Place the running or alternatively multiple interrupted sutures circumferentially at the repair site.
TECH FIG 5 • A. The ruptured tendon ends are approximated by tensioning both sets of sutures. B. One side of the corresponding sutures closest to the rupture is tied. Tension should be maintained on the other side of this set of sutures. C. After removing slack in the suture, the other side of this first set of sutures is tied. D. The second and third set of sutures are secured. Overtensioning of each successive set of sutures should be avoided since this will cause the previous set to lose its tension. E. The resting tension of the repair should match that of the other uninjured extremity. Preferably, the tension should be slightly greater in the repair. F. The repair is reinforced with a single running or multiple interrupted sutures directly at the rupture.
CLOSURE
Repair the paratenon and fascial layer over the tendon to a “water-tight” closure (TECH FIG 6A).
Reapproximate the subcutaneous layer and skin to a tensionless closure (TECH FIG 6B,C).
TECH FIG 6 • A. The paratenon and fascial layer are reapproximated. B, C. The subcutaneous layer and skin are reapproximated to a tensionless closure.
POSTOPERATIVE CARE
Low-molecular-weight heparin (subcutaneous administration) is used for prophylactic anticoagulation for 3 weeks postoperatively.
We institute an early functional rehabilitation program, carefully supervised by the physical therapist, which is divided into four distinct stages.
For the first 2 weeks patients are allowed partial weight bearing (30 to 45 pounds) and maintained in the splint full time.
Then gentle ankle range of motion (flexion and extension) is begun, as well as thigh muscle exercises and the use of a stationary bicycle.
The goal is to reach a neutral ankle position by the end of the third week.
After 3 weeks, full weight bearing is allowed with continuous use of the protective splint.
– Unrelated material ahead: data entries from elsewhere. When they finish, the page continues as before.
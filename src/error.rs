use std::fmt;
use thiserror::Error;

/// Failure reported by the completion capability.
///
/// `transient` marks errors eligible for retry (HTTP 503 or a provider
/// "busy" message); everything else aborts immediately.
#[derive(Debug, Clone)]
pub struct CompletionError {
    pub code: Option<u16>,
    pub message: String,
    pub transient: bool,
}

impl CompletionError {
    pub fn transport(message: impl Into<String>) -> Self {
        Self {
            code: None,
            message: message.into(),
            transient: false,
        }
    }

    /// Classify an HTTP error response. Only "service busy" conditions are
    /// transient; auth and malformed-request failures must not retry.
    pub fn from_status(code: u16, body: String) -> Self {
        let transient =
            code == 503 || body.contains("too busy") || body.contains("System is too busy");
        Self {
            code: Some(code),
            message: body,
            transient,
        }
    }
}

impl fmt::Display for CompletionError {
    fn fmt(&self, f: &mut fmt::Formatter<'_>) -> fmt::Result {
        match self.code {
            Some(code) => write!(f, "completion error ({}): {}", code, self.message),
            None => write!(f, "completion error: {}", self.message),
        }
    }
}

impl std::error::Error for CompletionError {}

#[derive(Debug, Error)]
pub enum EngineError {
    #[error("store error: {0}")]
    Store(#[from] rusqlite::Error),

    #[error(transparent)]
    Completion(#[from] CompletionError),
}

pub type Result<T> = std::result::Result<T, EngineError>;
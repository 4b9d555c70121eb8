mod helpers;

use chrono::{Duration, Utc};
use helpers::{test_store, PermanentFailureClient};
use rapport::{MemoryType, PersonaMemory, PersonaMemorySystem, MAX_MEMORIES_PER_CHAT};
use std::sync::Arc;

fn system_with_store() -> (PersonaMemorySystem, Arc<rapport::SqliteStore>) {
    let store = test_store();
    let system = PersonaMemorySystem::new(
        Arc::clone(&store),
        Arc::new(PermanentFailureClient::default()),
        "test-model",
    );
    (system, store)
}

#[tokio::test]
async fn cap_holds_across_single_inserts() {
    let (system, store) = system_with_store();
    let base = Utc::now();

    for i in 0..45i64 {
        let mut memory = PersonaMemory::new(
            "chat-1",
            &format!("memory-{}", i),
            ((i % 9) + 1) as i32,
            MemoryType::CharacterTrait,
        );
        memory.timestamp = base + Duration::seconds(i);
        system.insert_memory(memory).await.unwrap();
    }

    let remaining = store.list_memories("chat-1").unwrap();
    assert_eq!(remaining.len(), MAX_MEMORIES_PER_CHAT);

    // The survivors must be exactly the top 40 by (importance desc, recency desc).
    let mut expected: Vec<(i32, i64)> = (0..45i64).map(|i| (((i % 9) + 1) as i32, i)).collect();
    expected.sort_by(|a, b| b.0.cmp(&a.0).then(b.1.cmp(&a.1)));
    expected.truncate(MAX_MEMORIES_PER_CHAT);
    let expected_contents: std::collections::HashSet<String> =
        expected.iter().map(|(_, i)| format!("memory-{}", i)).collect();

    for memory in &remaining {
        assert!(
            expected_contents.contains(&memory.content),
            "{} should have been evicted",
            memory.content
        );
    }
}

#[tokio::test]
async fn eviction_drops_lowest_importance_first() {
    let (system, store) = system_with_store();

    for i in 0..MAX_MEMORIES_PER_CHAT {
        system
            .insert_memory(PersonaMemory::new(
                "chat-1",
                &format!("keep-{}", i),
                8,
                MemoryType::CharacterTrait,
            ))
            .await
            .unwrap();
    }

    system
        .insert_memory(PersonaMemory::new(
            "chat-1",
            "weak newcomer",
            1,
            MemoryType::CharacterTrait,
        ))
        .await
        .unwrap();

    let remaining = store.list_memories("chat-1").unwrap();
    assert_eq!(remaining.len(), MAX_MEMORIES_PER_CHAT);
    assert!(!remaining.iter().any(|m| m.content == "weak newcomer"));
}

#[tokio::test]
async fn caps_are_per_chat() {
    let (system, store) = system_with_store();

    for chat in ["chat-a", "chat-b"] {
        for i in 0..30 {
            system
                .insert_memory(PersonaMemory::new(
                    chat,
                    &format!("{}-{}", chat, i),
                    5,
                    MemoryType::CharacterTrait,
                ))
                .await
                .unwrap();
        }
    }

    assert_eq!(store.list_memories("chat-a").unwrap().len(), 30);
    assert_eq!(store.list_memories("chat-b").unwrap().len(), 30);
}

#[tokio::test]
async fn concurrent_inserts_never_leave_cap_violated() {
    let (system, store) = system_with_store();
    let system = Arc::new(system);

    let mut handles = Vec::new();
    for worker in 0..5 {
        let system = Arc::clone(&system);
        handles.push(tokio::spawn(async move {
            for i in 0..12 {
                system
                    .insert_memory(PersonaMemory::new(
                        "chat-1",
                        &format!("w{}-{}", worker, i),
                        (i % 10) + 1,
                        MemoryType::CharacterTrait,
                    ))
                    .await
                    .unwrap();
            }
        }));
    }
    for handle in handles {
        handle.await.unwrap();
    }

    assert_eq!(
        store.list_memories("chat-1").unwrap().len(),
        MAX_MEMORIES_PER_CHAT
    );
}
fn init_schema(conn: &Connection) -> Result<()> {
    conn.execute_batch(
        "
        -- One profile per chat; tags live in their own table
        CREATE TABLE IF NOT EXISTS user_profiles (
            chat_id TEXT PRIMARY KEY,
            summary TEXT NOT NULL DEFAULT '',
            version INTEGER NOT NULL DEFAULT 1,
            interest_trends TEXT NOT NULL DEFAULT '{}',
            emotion_trend TEXT NOT NULL DEFAULT '[]',
            created_at TEXT NOT NULL,
            updated_at TEXT NOT NULL
        );

        -- Confidence-scored tags keyed by (chat, name, category)
        CREATE TABLE IF NOT EXISTS user_tags (
            chat_id TEXT NOT NULL,
            tag_name TEXT NOT NULL,
            category TEXT NOT NULL,
            confidence REAL NOT NULL,
            evidence TEXT NOT NULL DEFAULT '',
            created_at TEXT NOT NULL,
            updated_at TEXT NOT NULL,
            UNIQUE(chat_id, tag_name, category)
        );

        -- Persona memories, capped per chat by the limiter
        CREATE TABLE IF NOT EXISTS persona_memories (
            id TEXT PRIMARY KEY,
            chat_id TEXT NOT NULL,
            content TEXT NOT NULL,
            importance INTEGER NOT NULL DEFAULT 5,
            memory_type TEXT NOT NULL DEFAULT 'character_trait',
            timestamp TEXT NOT NULL
        );

        CREATE INDEX IF NOT EXISTS idx_user_tags_chat ON user_tags(chat_id);
        CREATE INDEX IF NOT EXISTS idx_persona_memories_chat ON persona_memories(chat_id);
        ",
    )
}

/// Timestamps are stored as fixed-precision RFC 3339 so lexicographic ordering
/// in SQL matches chronological ordering.
fn encode_time(time: &DateTime<Utc>) -> String {
    time.to_rfc3339_opts(SecondsFormat::Micros, true)
}

fn decode_time(raw: &str) -> DateTime<Utc> {
    DateTime::parse_from_rfc3339(raw)
        .map(|t| t.with_timezone(&Utc))
        .unwrap_or_else(|_| Utc::now())
}
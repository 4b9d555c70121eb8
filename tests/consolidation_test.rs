mod helpers;

use helpers::{test_store, BusyClient, ScriptedClient};
use rapport::{ConsolidationOutcome, MemoryType, PersonaMemory, PersonaMemorySystem};
use std::sync::Arc;

async fn seed_memories(system: &PersonaMemorySystem, chat_id: &str, contents: &[&str]) {
    for (i, content) in contents.iter().enumerate() {
        system
            .insert_memory(PersonaMemory::new(
                chat_id,
                content,
                ((i % 5) + 3) as i32,
                MemoryType::CharacterTrait,
            ))
            .await
            .unwrap();
    }
}

#[tokio::test]
async fn consolidation_skipped_for_small_memory_sets() {
    let store = test_store();
    let client = Arc::new(BusyClient::default());
    let system = PersonaMemorySystem::new(Arc::clone(&store), client.clone(), "test-model");

    seed_memories(&system, "chat-1", &["a", "b", "c", "d", "e"]).await;

    let outcome = system.consolidate("chat-1").await.unwrap();
    assert_eq!(outcome, ConsolidationOutcome::Skipped);
    assert_eq!(client.call_count(), 0);
    assert_eq!(store.list_memories("chat-1").unwrap().len(), 5);
}

#[tokio::test]
async fn model_directed_merge_is_applied() {
    let store = test_store();

    // Seed first so we know the real ids to reference in the scripted plan.
    let seed_system = PersonaMemorySystem::new(
        Arc::clone(&store),
        Arc::new(BusyClient::default()),
        "test-model",
    );
    seed_memories(
        &seed_system,
        "chat-1",
        &[
            "likes tea",
            "enjoys drinking tea",
            "fond of tea ceremonies",
            "plays the violin",
            "grew up in the mountains",
            "afraid of the dark",
        ],
    )
    .await;

    let memories = store.list_memories("chat-1").unwrap();
    let tea_ids: Vec<String> = memories
        .iter()
        .filter(|m| m.content.contains("tea"))
        .map(|m| m.id.to_string())
        .collect();
    let remove_id = memories
        .iter()
        .find(|m| m.content == "afraid of the dark")
        .unwrap()
        .id
        .to_string();

    let plan = format!(
        r#"{{"consolidatedMemories":[{{"ids":{}, "newContent":"Deeply fond of tea", "importance":9}}], "removeIds":["{}"]}}"#,
        serde_json::to_string(&tea_ids).unwrap(),
        remove_id
    );

    let client = Arc::new(ScriptedClient::new(vec![Ok(plan)]));
    let system = PersonaMemorySystem::new(Arc::clone(&store), client, "test-model");

    let outcome = system.consolidate("chat-1").await.unwrap();
    assert_eq!(outcome, ConsolidationOutcome::Consolidated { merged: 1, removed: 1 });

    let remaining = store.list_memories("chat-1").unwrap();
    let contents: Vec<&str> = remaining.iter().map(|m| m.content.as_str()).collect();
    assert!(contents.contains(&"Deeply fond of tea"));
    assert!(contents.contains(&"plays the violin"));
    assert!(!contents.contains(&"likes tea"));
    assert!(contents.contains(&"grew up in the mountains"));
    assert!(!contents.contains(&"afraid of the dark"));
    assert_eq!(remaining.len(), 3);

    let merged = remaining
        .iter()
        .find(|m| m.content == "Deeply fond of tea")
        .unwrap();
    assert_eq!(merged.importance, 9);
    assert_eq!(merged.memory_type, MemoryType::Consolidated);
}

#[tokio::test]
async fn unparseable_plan_falls_back_to_local_dedup() {
    let store = test_store();
    let client = Arc::new(ScriptedClient::new(vec![Ok("not json".to_string())]));
    let system = PersonaMemorySystem::new(Arc::clone(&store), client, "test-model");

    // Two duplicates (same content prefix + type) among distinct memories.
    seed_memories(
        &system,
        "chat-1",
        &["likes tea", "likes tea", "plays violin", "hates rain", "sings", "dances"],
    )
    .await;

    let outcome = system.consolidate("chat-1").await.unwrap();
    match outcome {
        ConsolidationOutcome::LocalFallback { kept } => assert_eq!(kept, 5),
        other => panic!("expected local fallback, got {:?}", other),
    }

    let remaining = store.list_memories("chat-1").unwrap();
    assert_eq!(remaining.len(), 5);
    let tea_count = remaining.iter().filter(|m| m.content == "likes tea").count();
    assert_eq!(tea_count, 1, "duplicates collapse to one");
}

#[tokio::test(start_paused = true)]
async fn busy_consolidation_falls_back_after_retries() {
    let store = test_store();
    let client = Arc::new(BusyClient::default());
    let system = PersonaMemorySystem::new(Arc::clone(&store), client.clone(), "test-model");

    seed_memories(&system, "chat-1", &["a", "b", "c", "d", "e", "f", "g"]).await;

    let outcome = system.consolidate("chat-1").await.unwrap();
    assert!(matches!(outcome, ConsolidationOutcome::LocalFallback { .. }));
    assert_eq!(client.call_count(), 3, "busy call retried to the cap first");
    assert_eq!(store.list_memories("chat-1").unwrap().len(), 7);
}
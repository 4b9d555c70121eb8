//! Rapport — user profiling and persona memory engine for conversational AI.
//!
//! Two cooperating pipelines share a SQLite store and a completion capability:
//!
//! - [`ProfileEngine`] scores user turns against a keyword lexicon to build a
//!   confidence-tagged profile (interests, knowledge, personality, MBTI,
//!   emotion and topic trends) and renders it for the conversation context.
//! - [`PersonaMemorySystem`] extracts short persona facts about the AI
//!   character through the completion capability, enforces a hard per-chat
//!   memory cap with importance-ranked eviction, and consolidates memories as
//!   they accumulate.
//!
//! Tag scoring is synchronous and pure; the only suspension points are the
//! completion calls (extraction, consolidation, profile summaries).

pub mod api;
pub mod db;
pub mod engine;
pub mod error;
pub mod lexicon;
pub mod logging;
pub mod persona;
pub mod profile;
pub mod scorer;
pub mod tokenizer;

pub use api::{ChatMessage, CompletionApi, OpenAiCompatClient, Role};
pub use db::SqliteStore;
pub use engine::ProfileEngine;
pub use error::{CompletionError, EngineError};
pub use persona::{
    ConsolidationOutcome, MemoryItem, MemoryType, ParsedResponse, PersonaMemory,
    PersonaMemorySystem, MAX_MEMORIES_PER_CHAT, MAX_RETRIES,
};
pub use profile::{Tag, TagCategory, Trend, UserProfile, MIN_CONFIDENCE_THRESHOLD};
pub use scorer::{EmotionAnalyzer, FeedbackClassifier, FeedbackPolarity, TagScorer, TopicExtractor};
pub use tokenizer::Tokenizer;
use crate::error::CompletionError;
use async_trait::async_trait;
use reqwest::Client;
use serde::{Deserialize, Serialize};
use std::time::Duration;

const DEFAULT_API_URL: &str = "https://api.openai.com/v1/chat/completions";
const REQUEST_TIMEOUT_SECS: u64 = 60;

/// Conversation turn role.
///
/// Kept as an enum so role handling is exhaustive at compile time instead of
/// relying on bare strings.
#[derive(Debug, Clone, Copy, PartialEq, Eq, Serialize, Deserialize)]
#[serde(rename_all = "lowercase")]
pub enum Role {
    System,
    User,
    Assistant,
}

impl Role {
    pub fn as_str(&self) -> &'static str {
        match self {
            Role::System => "system",
            Role::User => "user",
            Role::Assistant => "assistant",
        }
    }
}

#[derive(Debug, Clone, Serialize, Deserialize)]
pub struct ChatMessage {
    pub role: Role,
    pub content: String,
}

impl ChatMessage {
    pub fn system(content: impl Into<String>) -> Self {
        Self {
            role: Role::System,
            content: content.into(),
        }
    }

    pub fn user(content: impl Into<String>) -> Self {
        Self {
            role: Role::User,
            content: content.into(),
        }
    }

    pub fn assistant(content: impl Into<String>) -> Self {
        Self {
            role: Role::Assistant,
            content: content.into(),
        }
    }
}

/// The external completion capability.
///
/// The engine owns only the retry policy around transient failures; transport,
/// auth and timeouts belong to the implementation.
#[async_trait]
pub trait CompletionApi: Send + Sync {
    async fn complete(
        &self,
        model: &str,
        messages: &[ChatMessage],
        temperature: f32,
    ) -> Result<String, CompletionError>;
}

#[derive(Debug, Serialize)]
struct ChatCompletionRequest<'a> {
    model: &'a str,
    messages: &'a [ChatMessage],
    temperature: f32,
}

#[derive(Debug, Deserialize)]
struct ChatCompletionResponse {
    choices: Vec<Choice>,
}

#[derive(Debug, Deserialize)]
struct Choice {
    message: ResponseMessage,
}

#[derive(Debug, Deserialize)]
struct ResponseMessage {
    content: String,
}

/// OpenAI-compatible chat completion client.
///
/// Works against any endpoint speaking the `chat/completions` protocol; the
/// base URL is configurable so self-hosted gateways can be used for memory
/// extraction.
pub struct OpenAiCompatClient {
    client: Client,
    api_url: String,
    api_key: String,
}

impl OpenAiCompatClient {
    pub fn new(api_key: &str) -> Self {
        Self::with_url(DEFAULT_API_URL, api_key)
    }

    pub fn with_url(api_url: &str, api_key: &str) -> Self {
        let client = Client::builder()
            .timeout(Duration::from_secs(REQUEST_TIMEOUT_SECS))
            .connect_timeout(Duration::from_secs(10))
            .build()
            .expect("Failed to build HTTP client");

        Self {
            client,
            api_url: api_url.to_string(),
            api_key: api_key.to_string(),
        }
    }
}

#[async_trait]
impl CompletionApi for OpenAiCompatClient {
    async fn complete(
        &self,
        model: &str,
        messages: &[ChatMessage],
        temperature: f32,
    ) -> Result<String, CompletionError> {
        let request = ChatCompletionRequest {
            model,
            messages,
            temperature,
        };

        let response = self
            .client
            .post(&self.api_url)
            .header("Authorization", format!("Bearer {}", self.api_key))
            .header("Content-Type", "application/json")
            .json(&request)
            .send()
            .await
            .map_err(|e| CompletionError::transport(e.to_string()))?;

        if !response.status().is_success() {
            let status = response.status().as_u16();
            let error_text = response.text().await.unwrap_or_default();
            return Err(CompletionError::from_status(status, error_text));
        }

        let completion: ChatCompletionResponse = response
            .json()
            .await
            .map_err(|e| CompletionError::transport(e.to_string()))?;

        completion
            .choices
            .first()
            .map(|c| c.message.content.clone())
            .ok_or_else(|| CompletionError::transport("No choices in completion response"))
    }
}

#[cfg(test)]
mod tests {
    use super::*;

    #[test]
    fn role_serializes_lowercase() {
        let msg = ChatMessage::assistant("hi");
        let json = serde_json::to_value(&msg).unwrap();
        assert_eq!(json["role"], "assistant");
        assert_eq!(json["content"], "hi");
    }

    #[test]
    fn request_shape_matches_protocol() {
        let messages = vec![ChatMessage::system("sys"), ChatMessage::user("hello")];
        let request = ChatCompletionRequest {
            model: "gpt-4o-mini",
            messages: &messages,
            temperature: 0.3,
        };
        let json = serde_json::to_value(&request).unwrap();
        assert_eq!(json["model"], "gpt-4o-mini");
        assert_eq!(json["messages"][0]["role"], "system");
        assert_eq!(json["messages"][1]["content"], "hello");
    }
}
#![allow(dead_code)]

//! Shared fixtures: isolated stores and scripted completion clients.

use async_trait::async_trait;
use rapport::{ChatMessage, CompletionApi, CompletionError, SqliteStore};
use std::collections::VecDeque;
use std::sync::atomic::{AtomicUsize, Ordering};
use std::sync::{Arc, Mutex};

pub fn test_store() -> Arc<SqliteStore> {
    Arc::new(SqliteStore::open_in_memory().expect("in-memory store"))
}

/// Completion stub that always reports the upstream as busy.
#[derive(Default)]
pub struct BusyClient {
    calls: AtomicUsize,
}

impl BusyClient {
    pub fn call_count(&self) -> usize {
        self.calls.load(Ordering::SeqCst)
    }
}

#[async_trait]
impl CompletionApi for BusyClient {
    async fn complete(
        &self,
        _model: &str,
        _messages: &[ChatMessage],
        _temperature: f32,
    ) -> Result<String, CompletionError> {
        self.calls.fetch_add(1, Ordering::SeqCst);
        Err(CompletionError::from_status(503, "System is too busy".into()))
    }
}

/// Completion stub that always fails with a permanent error.
#[derive(Default)]
pub struct PermanentFailureClient {
    calls: AtomicUsize,
}

impl PermanentFailureClient {
    pub fn call_count(&self) -> usize {
        self.calls.load(Ordering::SeqCst)
    }
}

#[async_trait]
impl CompletionApi for PermanentFailureClient {
    async fn complete(
        &self,
        _model: &str,
        _messages: &[ChatMessage],
        _temperature: f32,
    ) -> Result<String, CompletionError> {
        self.calls.fetch_add(1, Ordering::SeqCst);
        Err(CompletionError::from_status(401, "invalid api key".into()))
    }
}

/// Completion stub that replays a scripted sequence of responses, then keeps
/// repeating the final one.
pub struct ScriptedClient {
    responses: Mutex<VecDeque<Result<String, CompletionError>>>,
    last: Result<String, CompletionError>,
    calls: AtomicUsize,
}

impl ScriptedClient {
    pub fn new(responses: Vec<Result<String, CompletionError>>) -> Self {
        let last = responses
            .last()
            .cloned()
            .unwrap_or_else(|| Err(CompletionError::from_status(400, "script exhausted".into())));
        Self {
            responses: Mutex::new(responses.into()),
            last,
            calls: AtomicUsize::new(0),
        }
    }

    pub fn call_count(&self) -> usize {
        self.calls.load(Ordering::SeqCst)
    }
}

#[async_trait]
impl CompletionApi for ScriptedClient {
    async fn complete(
        &self,
        _model: &str,
        _messages: &[ChatMessage],
        _temperature: f32,
    ) -> Result<String, CompletionError> {
        self.calls.fetch_add(1, Ordering::SeqCst);
        self.responses
            .lock()
            .unwrap()
            .pop_front()
            .unwrap_or_else(|| self.last.clone())
    }
}

/// A short conversation with enough turns to clear the extraction gate.
pub fn sample_conversation() -> Vec<ChatMessage> {
    vec![
        ChatMessage::user("你平时喜欢做什么？"),
        ChatMessage::assistant("我喜欢在海边散步，小时候在渔村长大。"),
        ChatMessage::user("真好，那你怕什么吗？"),
        ChatMessage::assistant("说实话，我有点怕打雷，每次都会躲起来。"),
    ]
}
At the end of 8 weeks the splint is discontinued and weight bearing is allowed without any external support.
A more intensive program of ankle range of motion, stretching, and isometric and proprioceptive exercises is instituted.
Jogging is allowed at 3 months, and more demanding sports at 5 months.
OUTCOMES
This limited open procedure with use of the Achillon instrument provides the advantage of an open repair but avoids the soft tissue problems associated with open repair.
Assal et al published a prospective multicenter study1 including 82 patients. Results showed no wound healing problems and no infections. No patient noted a sensory disturbance in the sural nerve distribution. All patients returned to their previous professional or sporting activities. The mean AOFAS score was 96 points (range 85 to 100 points).
Complications occurred in three patients. Two of them were noncompliant and removed the orthosis within the first 3 weeks postoperatively, thus disrupting the repair by a new injury. One patient fell 12 weeks after the surgery and sustained a rerupture. All three new injuries were repaired with an open surgical procedure.
Isokinetic results: The concentric peak torque was performed with the ankle in plantarflexion at 30°/sec and 60°/sec of angular velocity, after correction for dominance. There was no significant difference between the injured and uninvolved sides. The endurance testing at 120°/sec also revealed no difference between sides.
Three recent reports describe similar excellent results using the exact surgical technique and Achillon instrument, thus providing further confirmation of its important role in the repair of acute Achilles tendon ruptures.
REFERENCE
1. Assal M, Jung M, Stern R, et al. Limited open repair of Achilles tendon ruptures: a technique with a new instrument and findings of a prospective multicenter study. J Bone Joint Surg Am 2002;84A:161–170.